=== Section Start ===

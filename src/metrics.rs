//! Evaluation metrics for the binary churn classifier.
//!
//! [`ClassificationReport`] mirrors the familiar per-class table: precision,
//! recall, f1 and support for each class, overall accuracy, and macro and
//! support-weighted averages.

use crate::error::{ChurnError, Result};
use ndarray::Array1;
use serde::{Deserialize, Serialize};
use std::fmt;

/// Confusion matrix for binary classification; class 1 is "churned".
#[derive(Debug, Clone, Default, PartialEq, Eq, Serialize, Deserialize)]
pub struct ConfusionMatrix {
    pub tp: usize,
    pub tn: usize,
    pub fp: usize,
    pub fn_: usize,
}

impl ConfusionMatrix {
    pub fn new() -> Self {
        Self::default()
    }

    /// Tally paired actual/predicted `0.0`/`1.0` labels.
    pub fn from_labels(actual: &Array1<f64>, predicted: &Array1<f64>) -> Result<Self> {
        if actual.len() != predicted.len() {
            return Err(ChurnError::FeatureMismatch {
                expected: format!("{} predictions", actual.len()),
                got: format!("{} predictions", predicted.len()),
            });
        }
        let mut cm = Self::new();
        for (&a, &p) in actual.iter().zip(predicted.iter()) {
            cm.record(a > 0.5, p > 0.5);
        }
        Ok(cm)
    }

    /// Record a prediction.
    pub fn record(&mut self, actual_positive: bool, predicted_positive: bool) {
        match (actual_positive, predicted_positive) {
            (true, true) => self.tp += 1,
            (false, false) => self.tn += 1,
            (false, true) => self.fp += 1,
            (true, false) => self.fn_ += 1,
        }
    }

    pub fn total(&self) -> usize {
        self.tp + self.tn + self.fp + self.fn_
    }

    pub fn actual_positive(&self) -> usize {
        self.tp + self.fn_
    }

    pub fn actual_negative(&self) -> usize {
        self.tn + self.fp
    }

    pub fn accuracy(&self) -> f64 {
        ratio(self.tp + self.tn, self.total())
    }
}

/// Precision, recall, f1 and support of one class.
#[derive(Debug, Clone, PartialEq, Serialize, Deserialize)]
pub struct ClassMetrics {
    pub precision: f64,
    pub recall: f64,
    pub f1: f64,
    pub support: usize,
}

impl ClassMetrics {
    fn new(true_pos: usize, false_pos: usize, false_neg: usize) -> Self {
        let precision = ratio(true_pos, true_pos + false_pos);
        let recall = ratio(true_pos, true_pos + false_neg);
        let f1 = if precision + recall > 0.0 {
            2.0 * precision * recall / (precision + recall)
        } else {
            0.0
        };
        Self {
            precision,
            recall,
            f1,
            support: true_pos + false_neg,
        }
    }
}

/// Per-class and averaged metrics on the held-out partition.
#[derive(Debug, Clone, PartialEq, Serialize, Deserialize)]
pub struct ClassificationReport {
    /// Class 0 (retained customers).
    pub negative: ClassMetrics,
    /// Class 1 (churned customers).
    pub positive: ClassMetrics,
    pub accuracy: f64,
    pub macro_avg: ClassMetrics,
    pub weighted_avg: ClassMetrics,
    pub confusion_matrix: ConfusionMatrix,
}

impl ClassificationReport {
    pub fn from_labels(actual: &Array1<f64>, predicted: &Array1<f64>) -> Result<Self> {
        Ok(Self::from_confusion_matrix(&ConfusionMatrix::from_labels(
            actual, predicted,
        )?))
    }

    pub fn from_confusion_matrix(cm: &ConfusionMatrix) -> Self {
        let positive = ClassMetrics::new(cm.tp, cm.fp, cm.fn_);
        let negative = ClassMetrics::new(cm.tn, cm.fn_, cm.fp);
        let total = cm.total();

        let macro_avg = ClassMetrics {
            precision: (positive.precision + negative.precision) / 2.0,
            recall: (positive.recall + negative.recall) / 2.0,
            f1: (positive.f1 + negative.f1) / 2.0,
            support: total,
        };

        let weight = |neg: f64, pos: f64| {
            if total == 0 {
                0.0
            } else {
                (neg * negative.support as f64 + pos * positive.support as f64) / total as f64
            }
        };
        let weighted_avg = ClassMetrics {
            precision: weight(negative.precision, positive.precision),
            recall: weight(negative.recall, positive.recall),
            f1: weight(negative.f1, positive.f1),
            support: total,
        };

        Self {
            negative,
            positive,
            accuracy: cm.accuracy(),
            macro_avg,
            weighted_avg,
            confusion_matrix: cm.clone(),
        }
    }
}

impl fmt::Display for ClassificationReport {
    fn fmt(&self, f: &mut fmt::Formatter<'_>) -> fmt::Result {
        writeln!(
            f,
            "{:>14} {:>10} {:>10} {:>10} {:>10}",
            "", "precision", "recall", "f1-score", "support"
        )?;
        writeln!(f)?;
        for (name, m) in [("0", &self.negative), ("1", &self.positive)] {
            write_row(f, name, m)?;
        }
        writeln!(f)?;
        writeln!(
            f,
            "{:>14} {:>10} {:>10} {:>10.2} {:>10}",
            "accuracy", "", "", self.accuracy, self.macro_avg.support
        )?;
        write_row(f, "macro avg", &self.macro_avg)?;
        write_row(f, "weighted avg", &self.weighted_avg)
    }
}

fn write_row(f: &mut fmt::Formatter<'_>, name: &str, m: &ClassMetrics) -> fmt::Result {
    writeln!(
        f,
        "{:>14} {:>10.2} {:>10.2} {:>10.2} {:>10}",
        name, m.precision, m.recall, m.f1, m.support
    )
}

fn ratio(num: usize, den: usize) -> f64 {
    if den == 0 {
        0.0
    } else {
        num as f64 / den as f64
    }
}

=== Section End ===

EXERCISE GOAL: All that belongs in the answer is the lines from the start of the entries above through the line containing "Tally paired actual/predicted", each given exactly.

TASK SOLUTION:
filename src/metrics.rs
//! Evaluation metrics for the binary churn classifier.
//!
//! [`ClassificationReport`] mirrors the familiar per-class table: precision,
//! recall, f1 and support for each class, overall accuracy, and macro and
//! support-weighted averages.

use crate::error::{ChurnError, Result};
use ndarray::Array1;
use serde::{Deserialize, Serialize};
use std::fmt;

/// Confusion matrix for binary classification; class 1 is "churned".
#[derive(Debug, Clone, Default, PartialEq, Eq, Serialize, Deserialize)]
pub struct ConfusionMatrix {
    pub tp: usize,
    pub tn: usize,
    pub fp: usize,
    pub fn_: usize,
}

impl ConfusionMatrix {
    pub fn new() -> Self {
        Self::default()
    }

    /// Tally paired actual/predicted `0.0`/`1.0` labels.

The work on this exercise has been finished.